The agents cited in the article are looking at the web as an outsourcing opportunity. Low cost production, low cost distribution. The funny thing about cheap content, is it looks like cheap content, regardless of the delivery medium. They are trying to bring their industrial revolution models to the information age and it just won't work. They realize the ad rates and the consumer commitment to the property is lower cost as well and they cannot afford to play in small dollar market like the web, so they look for exit opportunities, rather than self sustaining content. Their only opportunity to make sense of the business is to leverage the creator or the content off the web, a feat which is very rare. Andy Samberg grew from the Web, but as Michael Yanover of CAA said in the article, talent is finite and still hard to find, and property migration is even tougher - look at Quarterlife. They are cribbing the venture capital business, but building it around a hit driven model rather than leveragable technology. The Web has great potential to expand their businesses, but they are not looking at it as an end point.

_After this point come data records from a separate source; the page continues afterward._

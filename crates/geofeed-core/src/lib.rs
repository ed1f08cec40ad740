//! Core types for the geo feed entity manager
//!
//! This crate provides the fundamental types shared by every other crate in
//! the workspace: ExternalId, ExternalRecord, Geometry, EntityId, and the
//! feed configuration surface.

mod config;
mod entity_id;
mod geometry;
mod record;

pub use config::{ConfigError, CustomAttributeDef, CustomFilterDef, FeedConfig, Pattern};
pub use entity_id::EntityId;
pub use geometry::{Geometry, LatLon};
pub use record::{ExternalId, ExternalRecord};

/// Entity domain used for all feed-managed entities
pub const GEO_LOCATION_DOMAIN: &str = "geo_location";

/// Attribute key for the upstream identifier
pub const ATTR_EXTERNAL_ID: &str = "external_id";

/// Attribute key for the record title
pub const ATTR_TITLE: &str = "title";

/// Attribute key for latitude
pub const ATTR_LATITUDE: &str = "latitude";

/// Attribute key for longitude
pub const ATTR_LONGITUDE: &str = "longitude";

/// Attribute key for the record category
pub const ATTR_CATEGORY: &str = "category";

/// Attribute key for the record publication date
pub const ATTR_PUBLICATION_DATE: &str = "publication_date";

/// Attribute key for the distance from home in kilometers
pub const ATTR_DISTANCE: &str = "distance";
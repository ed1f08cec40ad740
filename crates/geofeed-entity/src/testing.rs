//! Recording host for tests

use std::collections::{HashMap, HashSet};
use std::sync::Mutex;

use geofeed_core::EntityId;
use serde_json::Value;

use crate::{EntityDescription, EntityHost, HostError};

/// One instruction received from the feed manager side
#[derive(Debug, Clone, PartialEq)]
pub enum HostInstruction {
    Register(EntityDescription),
    PushState {
        entity_id: EntityId,
        state: String,
        attributes: HashMap<String, Value>,
    },
    Remove {
        entity_id: EntityId,
        force: bool,
    },
}

/// An `EntityHost` that records every instruction it receives
///
/// Registration enforces id uniqueness the way a real host does, so
/// reconciliation invariant violations surface as `DuplicateEntity`.
#[derive(Default)]
pub struct RecordingHost {
    instructions: Mutex<Vec<HostInstruction>>,
    registered: Mutex<HashSet<EntityId>>,
}

impl RecordingHost {
    pub fn new() -> Self {
        Self::default()
    }

    pub fn instructions(&self) -> Vec<HostInstruction> {
        self.instructions
            .lock()
            .expect("instructions lock poisoned")
            .clone()
    }

    pub fn registered_ids(&self) -> HashSet<EntityId> {
        self.registered
            .lock()
            .expect("registered lock poisoned")
            .clone()
    }

    pub fn register_count(&self) -> usize {
        self.count(|i| matches!(i, HostInstruction::Register(_)))
    }

    pub fn push_count(&self) -> usize {
        self.count(|i| matches!(i, HostInstruction::PushState { .. }))
    }

    pub fn remove_count(&self) -> usize {
        self.count(|i| matches!(i, HostInstruction::Remove { .. }))
    }

    /// Number of remove instructions received for one entity
    pub fn removes_for(&self, entity_id: &EntityId) -> usize {
        self.count(|i| matches!(i, HostInstruction::Remove { entity_id: id, .. } if id == entity_id))
    }

    fn count(&self, predicate: impl Fn(&HostInstruction) -> bool) -> usize {
        self.instructions
            .lock()
            .expect("instructions lock poisoned")
            .iter()
            .filter(|i| predicate(i))
            .count()
    }

    fn record(&self, instruction: HostInstruction) {
        self.instructions
            .lock()
            .expect("instructions lock poisoned")
            .push(instruction);
    }
}

impl EntityHost for RecordingHost {
    fn register(&self, entity: EntityDescription) -> Result<(), HostError> {
        let mut registered = self.registered.lock().expect("registered lock poisoned");
        if !registered.insert(entity.entity_id.clone()) {
            return Err(HostError::DuplicateEntity(entity.entity_id));
        }
        drop(registered);
        self.record(HostInstruction::Register(entity));
        Ok(())
    }

    fn push_state(&self, entity_id: &EntityId, state: String, attributes: HashMap<String, Value>) {
        self.record(HostInstruction::PushState {
            entity_id: entity_id.clone(),
            state,
            attributes,
        });
    }

    fn request_remove(&self, entity_id: &EntityId, force: bool) {
        self.registered
            .lock()
            .expect("registered lock poisoned")
            .remove(entity_id);
        self.record(HostInstruction::Remove {
            entity_id: entity_id.clone(),
            force,
        });
    }
}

People are turning television off in droves. Audiences are falling. But when people ignore the 150 plus channels on their big screen, it is not for Funny or Die, or Prom Queen and it is not always for the Xbox 360, PS3 or Wii. They are playing Facebook apps ("widgets"), listening to music on Myspace, or starting their own communities on Ning. When they consume filmed or pre-produced entertainment, the repeat visitors are going to Alternative Reality Games ("ARGs") which leverage community, interactivity and various delivery media. They have to. You can only watch so many "America's Funniest Home Video" clips, even if they are made by Will Ferrel. When the agencies look at the web, they see another pipe into the home. When people who came of age with a vibrant Web in place look at the Web, they see a pipe out. They want to use both. The winner in this market will be the one who figures out how to maximize consumer engagement and harness community. Neither will happen from a unidirectional approach. ARGs and widgets are not the only answer but they are sure are teaching us a lot about the future.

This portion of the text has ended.